Si votre rapporteur partage cette analyse pour 2016 dans la mesure où il devrait s'agir d'une année de « rodage » du dispositif , il estime nécessaire, pour les exercices suivants, d'abonder le programme n° 304 à un niveau suffisant. Son analyse se fonde à la fois sur l'expérience du RSA « activité », dont le coût connaissait une progression dynamique généralement sous-estimée 4 ( * ) , et sur une position de principe : tous les efforts doivent être mis en oeuvre pour que le taux de recours à la prime d'activité atteigne un niveau satisfaisant. Or, comme l'avait souligné Catherine Procaccia dans son rapport de première lecture sur le projet de loi relatif au dialogue social et à l'emploi, un taux de recours égal à 80 %, qui traduirait véritablement le succès de la réforme, conduirait à une dépense supérieure à 5 milliards d'euros 5 ( * ) .
Lors de l'examen de la loi relative au dialogue social et à l'emploi, Catherine Procaccia s'était également interrogée sur l'avenir du Fonds national des solidarités actives (FNSA), dont la mission principale consistait à financer le RSA « activité ». Celui-ci n'est pas supprimé par la présente loi de finances. Son rôle est désormais limité au versement du RSA « jeunes », de la prime de Noël et à la prise en charge des frais de gestion de la prime d'activité. L'article 63 de la présente loi de finances donne d'ailleurs un caractère pérenne à la prise en charge par l'Etat, via le FNSA, du RSA « jeunes ». Jusqu'à présent, ce mode de financement dérogatoire à la règle selon laquelle le volet socle du RSA est à la charge des départements devait être reconduit chaque année en loi de finances.
La subvention de l'Etat au FNSA s'élèvera l'année prochaine à 426 millions d'euros et sera complétée, comme en 2015, à hauteur de 200 millions d'euros par une fraction des recettes de la contribution exceptionnelle de solidarité. Votre rapporteur note que la somme de ces deux recettes ne permet pas de couvrir l'ensemble des dépenses du FNSA, estimées pour 2016 à 666 millions d'euros.
2. Une vigilance nécessaire s'agissant du financement du RSA « socle »
Dans son précédent avis, votre rapporteur s'était prononcé en faveur d'un transfert vers l'Etat de la gestion du RSA « socle » tout en soulignant son attachement au maintien de la compétence des départements en matière d'insertion sociale et d'accompagnement vers l'emploi 6 ( * ) . Cette question est aujourd'hui tout aussi prégnante que l'année dernière, compte tenu de la situation financière de plus en plus contrainte d'un grand nombre de départements.

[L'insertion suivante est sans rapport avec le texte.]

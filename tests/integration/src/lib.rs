//! Integration test utilities for playerkit
//!
//! This module provides common utilities for integration testing including:
//! - Temporary locale resource directories
//! - Temporary config files
//! - Helpers for taking time labels apart

use anyhow::{bail, Result};
use std::path::{Path, PathBuf};
use tempfile::TempDir;

/// Test fixture for integration tests
pub struct TestFixture {
    pub temp_dir: TempDir,
}

impl TestFixture {
    /// Create a new, empty fixture directory
    pub fn new() -> Result<Self> {
        Ok(Self {
            temp_dir: TempDir::new()?,
        })
    }

    /// Get the path to the temporary directory
    pub fn path(&self) -> &Path {
        self.temp_dir.path()
    }

    /// Directory that `write_ftl` populates
    pub fn locales_dir(&self) -> PathBuf {
        self.path().join("locales")
    }

    /// Write a Fluent file to `locales/<locale>/<name>`
    pub fn write_ftl(&self, locale: &str, name: &str, source: &str) -> Result<PathBuf> {
        let dir = self.locales_dir().join(locale);
        std::fs::create_dir_all(&dir)?;

        let path = dir.join(name);
        std::fs::write(&path, source)?;
        Ok(path)
    }

    /// Write a config file and return its path
    pub fn write_config(&self, contents: &str) -> Result<PathBuf> {
        let path = self.path().join("config.toml");
        std::fs::write(&path, contents)?;
        Ok(path)
    }
}

/// Split a time label into `(hours, minutes, seconds)`
///
/// Kept independent of the library's own parser so the two can be checked
/// against each other.
pub fn split_label(label: &str) -> Result<(u64, u64, u64)> {
    let fields = label
        .split(':')
        .map(str::parse::<u64>)
        .collect::<std::result::Result<Vec<_>, _>>()?;

    match fields.as_slice() {
        [m, s] => Ok((0, *m, *s)),
        [h, m, s] => Ok((*h, *m, *s)),
        _ => bail!("unexpected label '{}'", label),
    }
}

Le RSA constitue, de loin, la dépense d'action sociale à la charge des départements la plus dynamique . Selon l'Observatoire national de l'action sociale décentralisée (Odas), elle a augmenté de 7,6 % entre 2013 et 2014, contre 4,1 % pour le soutien aux personnes handicapées, 1,8 % pour l'aide sociale à l'enfance et 1,4 % pour le soutien aux personnes âgées 7 ( * ) . Une telle situation résulte à la fois de la progression soutenue du nombre de bénéficiaires (1,67 million en 2014 soit 4,8 % de plus qu'en 2013) dans un contexte de crise économique et des décisions prises en matière d' augmentation du montant du RSA « socle » 8 ( * ) . Si l'on tient compte de l'évolution de la contribution de l'Etat, alors la charge nette pesant sur ces derniers a augmenté, sur la même période, de 20,5 %. Les actions d'insertion sont les premières victimes d'une telle évolution dans la mesure où elles représentent les seules dépenses sur lesquelles les départements disposent de marges de manoeuvre pour limiter l'évolution de leurs charges.

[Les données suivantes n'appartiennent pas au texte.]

//! Configuration management for playerkit
//!
//! This module handles loading and managing configuration
//! from config files and environment variables.

use serde::{Deserialize, Serialize};
use std::path::{Path, PathBuf};
use unic_langid::LanguageIdentifier;

use crate::utils::error::{IntoPlayerError, PlayerError, Result};

/// Main configuration
#[derive(Debug, Clone, Default, Serialize, Deserialize)]
#[serde(default)]
pub struct Config {
    /// Localization settings
    pub locale: LocaleConfig,

    /// General settings
    pub general: GeneralConfig,
}

/// Localization configuration
#[derive(Debug, Clone, Default, Serialize, Deserialize)]
#[serde(default)]
pub struct LocaleConfig {
    /// Display language as a BCP 47 tag; the system locale when unset
    pub language: Option<String>,

    /// Directory holding `<locale>/*.ftl` files layered over the built-in strings
    pub resource_dir: Option<PathBuf>,
}

/// General configuration
#[derive(Debug, Clone, Serialize, Deserialize)]
#[serde(default)]
pub struct GeneralConfig {
    /// Log level (trace, debug, info, warn, error)
    pub log_level: String,
}

impl Default for GeneralConfig {
    fn default() -> Self {
        Self {
            log_level: "info".to_string(),
        }
    }
}

/// A config file as written, every key optional
#[derive(Debug, Default, Deserialize)]
#[serde(default)]
struct ConfigOverlay {
    locale: LocaleOverlay,
    general: GeneralOverlay,
}

#[derive(Debug, Default, Deserialize)]
#[serde(default)]
struct LocaleOverlay {
    language: Option<String>,
    resource_dir: Option<PathBuf>,
}

#[derive(Debug, Default, Deserialize)]
#[serde(default)]
struct GeneralOverlay {
    log_level: Option<String>,
}

impl Config {
    /// Load configuration from various sources
    ///
    /// Configuration is loaded in the following order (later sources override earlier):
    /// 1. Default values
    /// 2. System config file (/etc/playerkit/config.toml on Linux)
    /// 3. User config file (~/.config/playerkit/config.toml on Linux)
    /// 4. Environment variables (PLAYERKIT_* prefix)
    pub fn load() -> Result<Self> {
        let mut config = Self::default();

        if let Some(system_path) = Self::system_config_path() {
            if system_path.exists() {
                config.merge_from_file(&system_path)?;
            }
        }

        if let Some(user_path) = Self::user_config_path() {
            if user_path.exists() {
                config.merge_from_file(&user_path)?;
            }
        }

        config.apply_env_overrides()?;
        config.validate()?;

        Ok(config)
    }

    /// Load configuration from a single file on top of the defaults
    ///
    /// Environment overrides still apply.
    pub fn from_file(path: &Path) -> Result<Self> {
        if !path.exists() {
            return Err(PlayerError::NotFound(path.display().to_string()));
        }

        let mut config = Self::default();
        config.merge_from_file(path)?;
        config.apply_env_overrides()?;
        config.validate()?;

        Ok(config)
    }

    /// Save configuration to user config file
    pub fn save(&self) -> Result<()> {
        let path = Self::user_config_path()
            .ok_or_else(|| PlayerError::Config("Cannot determine user config path".to_string()))?;
        self.save_to(&path)
    }

    /// Save configuration to the given path, creating parent directories
    pub fn save_to(&self, path: &Path) -> Result<()> {
        if let Some(parent) = path.parent() {
            std::fs::create_dir_all(parent).config_err("Failed to create config directory")?;
        }

        let toml = toml::to_string_pretty(self).config_err("Failed to serialize config")?;
        std::fs::write(path, toml).config_err("Failed to write config file")?;

        Ok(())
    }

    /// Merge configuration from a TOML file
    ///
    /// Keys present in the file replace the current values; keys the
    /// file leaves out keep theirs.
    fn merge_from_file(&mut self, path: &Path) -> Result<()> {
        let contents = std::fs::read_to_string(path).config_err("Failed to read config file")?;
        let overlay: ConfigOverlay = toml::from_str(&contents).config_err("Failed to parse config file")?;

        if let Some(language) = overlay.locale.language {
            self.locale.language = Some(language);
        }
        if let Some(dir) = overlay.locale.resource_dir {
            self.locale.resource_dir = Some(dir);
        }
        if let Some(log_level) = overlay.general.log_level {
            self.general.log_level = log_level;
        }

        Ok(())
    }

    /// Apply environment variable overrides
    fn apply_env_overrides(&mut self) -> Result<()> {
        // Example: PLAYERKIT_LOCALE=zh-CN
        if let Ok(language) = std::env::var("PLAYERKIT_LOCALE") {
            self.locale.language = Some(language);
        }

        if let Ok(dir) = std::env::var("PLAYERKIT_RESOURCE_DIR") {
            self.locale.resource_dir = Some(PathBuf::from(dir));
        }

        if let Ok(log_level) = std::env::var("PLAYERKIT_LOG_LEVEL") {
            self.general.log_level = log_level;
        }

        Ok(())
    }

    /// Validate configuration values
    pub fn validate(&self) -> Result<()> {
        if let Some(language) = &self.locale.language {
            language
                .parse::<LanguageIdentifier>()
                .config_err(&format!("Invalid locale.language '{}'", language))?;
        }

        let valid_log_levels = ["trace", "debug", "info", "warn", "error"];
        if !valid_log_levels.contains(&self.general.log_level.as_str()) {
            return Err(PlayerError::Config(format!(
                "Invalid log level '{}', must be one of: {:?}",
                self.general.log_level, valid_log_levels
            )));
        }

        Ok(())
    }

    /// Get system config file path
    fn system_config_path() -> Option<PathBuf> {
        #[cfg(target_os = "linux")]
        return Some(PathBuf::from("/etc/playerkit/config.toml"));

        #[cfg(target_os = "windows")]
        return std::env::var("PROGRAMDATA")
            .ok()
            .map(|p| PathBuf::from(p).join("playerkit").join("config.toml"));

        #[cfg(target_os = "macos")]
        return Some(PathBuf::from("/Library/Application Support/playerkit/config.toml"));

        #[allow(unreachable_code)]
        None
    }

    /// Get user config file path
    fn user_config_path() -> Option<PathBuf> {
        dirs::config_dir().map(|p| p.join("playerkit").join("config.toml"))
    }
}
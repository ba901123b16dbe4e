//! Integration tests for playback time labels
//!
//! These tests check the label format over a wide range of inputs:
//! - Fixed examples at the minute and hour boundaries
//! - Shape of every label in a range
//! - Recovering the second count from a label

use anyhow::Result;
use playerkit::{format_duration, format_duration_secs, parse_duration};
use playerkit_integration_tests::split_label;
use regex::Regex;
use std::time::Duration;

#[test]
fn test_boundary_labels() {
    let cases = [
        (0, "0:00"),
        (59, "0:59"),
        (60, "1:00"),
        (3599, "59:59"),
        (3600, "1:00:00"),
        (3661, "1:01:01"),
        (86_399, "23:59:59"),
        (86_400, "24:00:00"),
    ];

    for (secs, expected) in cases {
        assert_eq!(format_duration_secs(secs), expected);
        assert_eq!(format_duration(Duration::from_secs(secs as u64)), expected);
    }
}

#[test]
fn test_negative_input_shows_zero() {
    assert_eq!(format_duration_secs(-1), "0:00");
    assert_eq!(format_duration_secs(-3600), "0:00");
}

#[test]
fn test_label_shape() -> Result<()> {
    let pattern = Regex::new(r"^(\d+:)?\d{1,2}:\d{2}$")?;
    let with_hours = Regex::new(r"^\d+:\d{2}:\d{2}$")?;

    for secs in 0..=100_000i64 {
        let label = format_duration_secs(secs);
        assert!(pattern.is_match(&label), "{} -> {}", secs, label);
        if secs >= 3600 {
            assert!(with_hours.is_match(&label), "{} -> {}", secs, label);
        }
    }

    Ok(())
}

#[test]
fn test_fields_reconstruct_seconds() -> Result<()> {
    for secs in 0..=100_000u64 {
        let label = format_duration_secs(secs as i64);
        let (hours, minutes, seconds) = split_label(&label)?;

        assert!(minutes < 60 && seconds < 60, "{}", label);
        assert_eq!(hours * 3600 + minutes * 60 + seconds, secs, "{}", label);
        assert_eq!(parse_duration(&label)?, secs);
    }

    Ok(())
}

Figure n° 2 : Dépense et charge nette de RSA en 2009 puis en 2012-2014
(en millions d'euros)
2009 |
2012 |
2013 |
2014 |
Evolution 2013-2014 |
|
Dépense nette d'allocation
|
5 720 |
7 150 |
7 850 |
8 570 |
9,2 % |
Dépense liée aux actions d'insertion |
830 |
750 |
820 |
760 |
- 7,3 % |
Dépense nette |
6 550 |
7 900 |
8 670 |
9 330 |
7,6 % |
Concours TICPE -FMDI |
5 170 |
5 700 |
5 600 |
5 630 |
0,5 % |
Charge nette
|
1 380 |
2 200 |
3 070 |
3 700 |
20,5 % |
Source : Odas
Dans la motion adoptée en octobre dernier à l'occasion de leur 85 e congrès, les présidents de conseils départementaux se sont montrés alarmistes , indiquant qu'ils attendaient du Gouvernement « qu'il organise en priorité la recentralisation du financement de l'allocation du RSA en laissant aux départements des recettes dynamiques » et soulignant qu' « en l'absence d'engagement de l'Etat, les départements seront dans l'incapacité de financer le RSA » .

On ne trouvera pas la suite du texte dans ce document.